Improved ocular absorption kinetics of timolol maleate loaded into a bioadhesive niosomal delivery system

Application of timolol maleate (TM) in a conventional dosage form (solution) into the eye results in almost 80% of the instilled dose being lost either through spillage or due to drainage into the nasolacrimal duct. Later results in systemic side-effects especially in patients suffering from heart diseases or bronchial asthma thus limiting the usefulness of TM for the control of glaucoma.
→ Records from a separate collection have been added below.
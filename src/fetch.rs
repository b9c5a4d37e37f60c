use crate::aggregate::eligible_id;
use crate::error::{GpointsError, Result};
use crate::github::HostApi;
use crate::model::{CommitRecord, CommitSummary, ContributorRecord};
use crate::score::Scorer;
use chrono::{DateTime, Utc};
use indicatif::{ProgressBar, ProgressStyle};
use log::{debug, info, warn};

/// Lists commits, fetches each one's stats and scores it. Every record is
/// handed to `on_record` as soon as it is scored; any error ends the run.
pub fn fetch_scored_commits<F>(
    api: &dyn HostApi,
    scorer: &Scorer,
    show_progress: bool,
    mut on_record: F,
) -> Result<Vec<CommitRecord>>
where
    F: FnMut(&CommitRecord) -> Result<()>,
{
    let listed = api.list_commits()?;
    info!("listed {} commits", listed.len());

    let pb = if show_progress {
        let pb = ProgressBar::new(listed.len() as u64);
        pb.set_style(
            ProgressStyle::default_bar()
                .template("{spinner:.green} [{bar:40.cyan/blue}] {pos}/{len} {msg}")
                .unwrap_or_else(|_| ProgressStyle::default_bar()),
        );
        pb.set_message("Scoring commits...");
        pb
    } else {
        ProgressBar::hidden()
    };

    let mut records = Vec::with_capacity(listed.len());
    for summary in listed {
        pb.inc(1);
        if summary.is_malformed() {
            warn!("skipping malformed commit entry {:?}", summary.sha);
            continue;
        }

        let detail = api.commit_detail(&summary.sha)?;
        let points = scorer.score(
            &summary.message,
            detail.lines_added,
            detail.lines_deleted,
            detail.verified,
        );
        debug!("{} scored {} points", summary.sha, points);

        let record = build_record(summary, detail.lines_added, detail.lines_deleted, detail.verified, points)?;
        on_record(&record)?;
        records.push(record);
    }

    pb.finish_with_message("Commits scored");
    Ok(records)
}

fn build_record(
    summary: CommitSummary,
    lines_added: u64,
    lines_deleted: u64,
    verified: bool,
    points: u64,
) -> Result<CommitRecord> {
    let date = parse_date(&summary.date)?;
    Ok(CommitRecord {
        author_id: eligible_id(&summary.author_name, summary.author_id),
        committer_id: eligible_id(&summary.committer_name, summary.committer_id),
        sha: summary.sha,
        author_name: summary.author_name,
        committer_name: summary.committer_name,
        date,
        message: summary.message,
        lines_added,
        lines_deleted,
        verified,
        points,
    })
}

pub fn parse_date(raw: &str) -> Result<DateTime<Utc>> {
    DateTime::parse_from_rfc3339(raw)
        .map(|dt| dt.with_timezone(&Utc))
        .map_err(|e| GpointsError::InvalidDate(format!("'{raw}': {e}")))
}

/// Contributor list with bot accounts removed.
pub fn fetch_contributors(api: &dyn HostApi) -> Result<Vec<ContributorRecord>> {
    let listed = api.list_contributors()?;
    let total = listed.len();
    let humans: Vec<ContributorRecord> = listed
        .into_iter()
        .filter(|c| {
            if c.is_bot() {
                debug!("dropping bot contributor {}", c.login);
            }
            !c.is_bot()
        })
        .map(ContributorRecord::from)
        .collect();
    info!("kept {} of {} contributors", humans.len(), total);
    Ok(humans)
}
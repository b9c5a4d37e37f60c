use thiserror::Error;

pub type Result<T> = std::result::Result<T, GpointsError>;

#[derive(Error, Debug)]
pub enum GpointsError {
    #[error("Credentials error: {0}")]
    Credentials(String),
    #[error("HTTP error: {0}")]
    Http(#[from] reqwest::Error),
    #[error("API error: {url} returned status {status}")]
    Api { status: u16, url: String },
    #[error("Malformed API response from {endpoint}: {reason}")]
    MalformedResponse { endpoint: String, reason: String },
    #[error("CSV error: {0}")]
    Csv(#[from] csv::Error),
    #[error("YAML error: {0}")]
    Yaml(#[from] serde_yaml::Error),
    #[error("IO error: {0}")]
    Io(#[from] std::io::Error),
    #[error("Parse error: {0}")]
    Parse(String),
    #[error("Invalid date: {0}")]
    InvalidDate(String),
}

impl GpointsError {
    pub fn malformed(endpoint: impl Into<String>, reason: impl Into<String>) -> Self {
        GpointsError::MalformedResponse {
            endpoint: endpoint.into(),
            reason: reason.into(),
        }
    }
}
use crate::config::{Config, DEFAULT_KEYWORDS};

pub const BOILERPLATE_POINTS: u64 = 5;
pub const BASE_POINTS: u64 = 100;
pub const ADDED_LINE_POINTS: u64 = 25;
pub const DELETED_LINE_POINTS: u64 = 50;
pub const VERIFIED_BONUS: u64 = 25;

/// Converts a commit's message and line stats into contribution points.
#[derive(Debug, Clone)]
pub struct Scorer {
    keywords: Vec<String>,
}

impl Scorer {
    pub fn new<I, S>(keywords: I) -> Self
    where
        I: IntoIterator<Item = S>,
        S: AsRef<str>,
    {
        let keywords = keywords
            .into_iter()
            .map(|k| k.as_ref().to_lowercase())
            .filter(|k| !k.is_empty())
            .collect();
        Self { keywords }
    }

    pub fn from_config(config: &Config) -> Self {
        Self::new(&config.keywords)
    }

    pub fn keywords(&self) -> &[String] {
        &self.keywords
    }

    /// Substring match, so "reinitialize" hits "initial".
    pub fn is_boilerplate(&self, message: &str) -> bool {
        let message = message.to_lowercase();
        self.keywords.iter().any(|k| message.contains(k.as_str()))
    }

    pub fn score(&self, message: &str, lines_added: u64, lines_deleted: u64, verified: bool) -> u64 {
        let points = if self.is_boilerplate(message) {
            BOILERPLATE_POINTS
        } else {
            BASE_POINTS
                .saturating_add(ADDED_LINE_POINTS.saturating_mul(lines_added))
                .saturating_add(DELETED_LINE_POINTS.saturating_mul(lines_deleted))
        };

        if verified {
            points.saturating_add(VERIFIED_BONUS)
        } else {
            points
        }
    }
}

impl Default for Scorer {
    fn default() -> Self {
        Self::new(DEFAULT_KEYWORDS)
    }
}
Earlier we had reported on the development of a mucoadhesive coated niosomal system for TM (TM REVbio) containing 0.25% TM. Presently we establish and report the pharmacokinetic and pharmacodynamic superiority of the developed ocular formulation of TM. Aqueous humor concentration of TM in male albino rabbits, after instillation of one drop of TM solution (TMS) or TMREVbio was measured using the microdialysis method. Peak concentration of drug in aqueous humor from TMREVbio (12.46 mu g/ml achieved at 60 min) was almost 1.7 times that of the control drug solution (TMS, 0.25%; 7.2 mu g/ml). An important observation was that the high drug concentrations achieved upon TMREVbio administration were maintained for up to 2 h. AUC for TMREVbio formulation was 2.34 times that of the TMS. This study confirms a sustained and controlled effect of the developed formulation.